*** Given entries ***
// =============================================================================
// Pull, commit, merge, stash
// =============================================================================

mod other_flows {
    use super::*;

    #[test]
    fn commit_without_changes_never_commits() {
        let runner = ScriptedRunner::new();
        runner.on(&["status", "--porcelain"], mock::ok(""));

        let result = run(
            &runner,
            &ScriptedPrompter::new(),
            &WorkflowSettings::default(),
            Some(Operation::Commit),
        );

        assert!(matches!(result.outcome, Outcome::NoOp { .. }));
        assert_eq!(runner.count(&["commit"]), 0);
        assert_eq!(runner.count(&["add"]), 0);
    }

    #[test]
    fn commit_and_push_skips_push_on_no_op() {
        let runner = clean_in_sync_repo();

        let result = run(
            &runner,
            &ScriptedPrompter::new(),
            &WorkflowSettings::default(),
            Some(Operation::CommitAndPush),
        );

        assert!(matches!(result.outcome, Outcome::NoOp { .. }));
        assert_eq!(runner.count(&["push"]), 0);
    }

    #[test]
    fn commit_and_push_pushes_after_commit() {
        let runner = repo(&[" M a.rs\n", ""], OID_A);
        runner.on(&["add", "."], mock::ok(""));
        runner.on(&["commit"], mock::ok("[main 1a2b3c4] feat: thing\n"));
        runner.on(&["push"], mock::ok(""));
        let prompter = ScriptedPrompter::new()
            .choose(CommitType::Feature.label())
            .text("thing");

        let result = run(
            &runner,
            &prompter,
            &WorkflowSettings::default(),
            Some(Operation::CommitAndPush),
        );

        assert!(result.outcome.is_succeeded(), "{:?}", result.outcome);
        assert!(runner.position(&["commit"]) < runner.position(&["push"]));
        let commit = runner
            .calls()
            .into_iter()
            .find(|c| c.starts_with(&["commit"]))
            .unwrap();
        assert_eq!(commit.args, vec!["commit", "-m", "feat: thing"]);
    }

    #[test]
    fn merge_destinations_exclude_source() {
        let runner = ScriptedRunner::new();
        runner.on(&["branch", "-a"], mock::ok("  main\n* dev\n  feat\n"));
        runner.on(&["checkout"], mock::ok(""));
        runner.on(&["merge"], mock::ok("Fast-forward\n"));
        let prompter = ScriptedPrompter::new().choose("dev").choose("main");

        let result = run(
            &runner,
            &prompter,
            &WorkflowSettings::default(),
            Some(Operation::Merge {
                source: None,
                destination: None,
            }),
        );

        assert!(result.outcome.is_succeeded(), "{:?}", result.outcome);
        assert_eq!(
            prompter.options_for("into which branch").unwrap(),
            vec!["main".to_string(), "feat".to_string()]
        );
        assert_eq!(
            runner.command_lines(),
            vec!["branch -a", "checkout main", "merge dev"]
        );
    }

    #[test]
    fn failed_checkout_skips_merge() {
        let runner = ScriptedRunner::new();
        runner.on(&["branch", "-a"], mock::ok("  main\n* dev\n"));
        runner.on(
            &["checkout"],
            mock::fail(1, "error: Your local changes would be overwritten by checkout"),
        );

        let result = run(
            &runner,
            &ScriptedPrompter::new(),
            &WorkflowSettings::default(),
            Some(Operation::Merge {
                source: Some("dev".into()),
                destination: Some("main".into()),
            }),
        );

        assert!(matches!(result.outcome, Outcome::Failed { .. }));
        assert_eq!(result.outcome.exit_code(), 1);
        assert_eq!(runner.count(&["merge"]), 0);
    }

    #[test]
    fn single_branch_cannot_merge() {
        let runner = ScriptedRunner::new();
        runner.on(&["branch", "-a"], mock::ok("* main\n"));

        let result = run(
            &runner,
            &ScriptedPrompter::new(),
            &WorkflowSettings::default(),
            Some(Operation::Merge {
                source: None,
                destination: None,
            }),
        );

        assert!(matches!(result.outcome, Outcome::Aborted { .. }));
    }

    #[test]
    fn pull_already_up_to_date_is_no_op() {
        let runner = ScriptedRunner::new();
        runner.on(&["status", "--porcelain"], mock::ok(""));
        runner.on(&["pull"], mock::ok("Already up to date.\n"));
        let settings = WorkflowSettings {
            auto_resolve: Some(false),
            ..WorkflowSettings::default()
        };

        let result = run(&runner, &ScriptedPrompter::new(), &settings, Some(Operation::Pull));

        assert!(matches!(result.outcome, Outcome::NoOp { .. }));
        assert_eq!(runner.count_exact(&["pull"]), 1);
    }

    #[test]
    fn rebase_pull_with_nothing_new_is_no_op() {
        let runner = ScriptedRunner::new();
        runner.on(&["status", "--porcelain"], mock::ok(""));
        runner.on(
            &["pull", "--rebase"],
            mock::ok("Current branch main is up to date.\n"),
        );
        let settings = WorkflowSettings {
            auto_resolve: Some(true),
            ..WorkflowSettings::default()
        };

        let result = run(&runner, &ScriptedPrompter::new(), &settings, Some(Operation::Pull));

        assert!(matches!(result.outcome, Outcome::NoOp { .. }), "{:?}", result.outcome);
        assert_eq!(runner.count_exact(&["pull", "--rebase"]), 1);
    }

    #[test]
    fn pull_with_local_changes_offers_stash() {
        let runner = ScriptedRunner::new();
        runner.on(&["status", "--porcelain"], mock::ok(" M a.rs\n"));
        runner.on(&["stash", "push"], mock::ok("Saved working directory\n"));
        runner.on(&["pull"], mock::ok("Updating 1a2b..3c4d\nFast-forward\n"));
        let settings = WorkflowSettings {
            auto_resolve: Some(false),
            ..WorkflowSettings::default()
        };
        let prompter = ScriptedPrompter::new().confirm_with(true);

        let result = run(&runner, &prompter, &settings, Some(Operation::Pull));

        assert!(result.outcome.is_succeeded(), "{:?}", result.outcome);
        assert!(runner.position(&["stash"]) < runner.position(&["pull"]));
        let stash = runner
            .calls()
            .into_iter()
            .find(|c| c.starts_with(&["stash"]))
            .unwrap();
        assert!(stash.args[3].starts_with("care: "));
    }

    #[test]
    fn declined_stash_aborts_pull() {
        let runner = ScriptedRunner::new();
        runner.on(&["status", "--porcelain"], mock::ok(" M a.rs\n"));
        let settings = WorkflowSettings {
            auto_resolve: Some(false),
            ..WorkflowSettings::default()
        };
        let prompter = ScriptedPrompter::new().confirm_with(false);

        let result = run(&runner, &prompter, &settings, Some(Operation::Pull));

        assert!(matches!(result.outcome, Outcome::Aborted { .. }));
        assert_eq!(runner.count(&["pull"]), 0);
        assert_eq!(runner.count(&["stash"]), 0);
    }

    #[test]
    fn stash_uses_typed_label() {
        let runner = ScriptedRunner::new();
        runner.on(&["status", "--porcelain"], mock::ok("?? notes.txt\n"));
        runner.on(&["stash", "push"], mock::ok(""));
        let prompter = ScriptedPrompter::new().text("before refactor");

        let result = run(
            &runner,
            &prompter,
            &WorkflowSettings::default(),
            Some(Operation::Stash),
        );

        assert!(result.outcome.is_succeeded());
        assert_eq!(
            runner.command_lines(),
            vec!["status --porcelain", "stash push -m before refactor"]
        );
    }

    #[test]
    fn missing_git_is_fatal() {
        let runner = ScriptedRunner::new();
        runner.on_launch_error(
            &[],
            RunnerError::NotFound {
                program: "git".into(),
            },
        );
        let settings = WorkflowSettings::default();
        let prompter = ScriptedPrompter::new();
        let mut workflow = Workflow::new(GitCli::new(&runner, None), &prompter, &settings)
            .with_verbosity(Verbosity::Quiet);

        let err = workflow.run(Some(Operation::Push)).unwrap_err();

        assert!(err.is_fatal());
        assert_eq!(workflow.history().last(), Some(&WorkflowState::Failed));
    }
}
*** End of Given entries ***
Exercise prompt =
Check each line in the records above for the word "text". Return those that have it.

Written answer =
            .text("thing");
        let prompter = ScriptedPrompter::new().text("before refactor");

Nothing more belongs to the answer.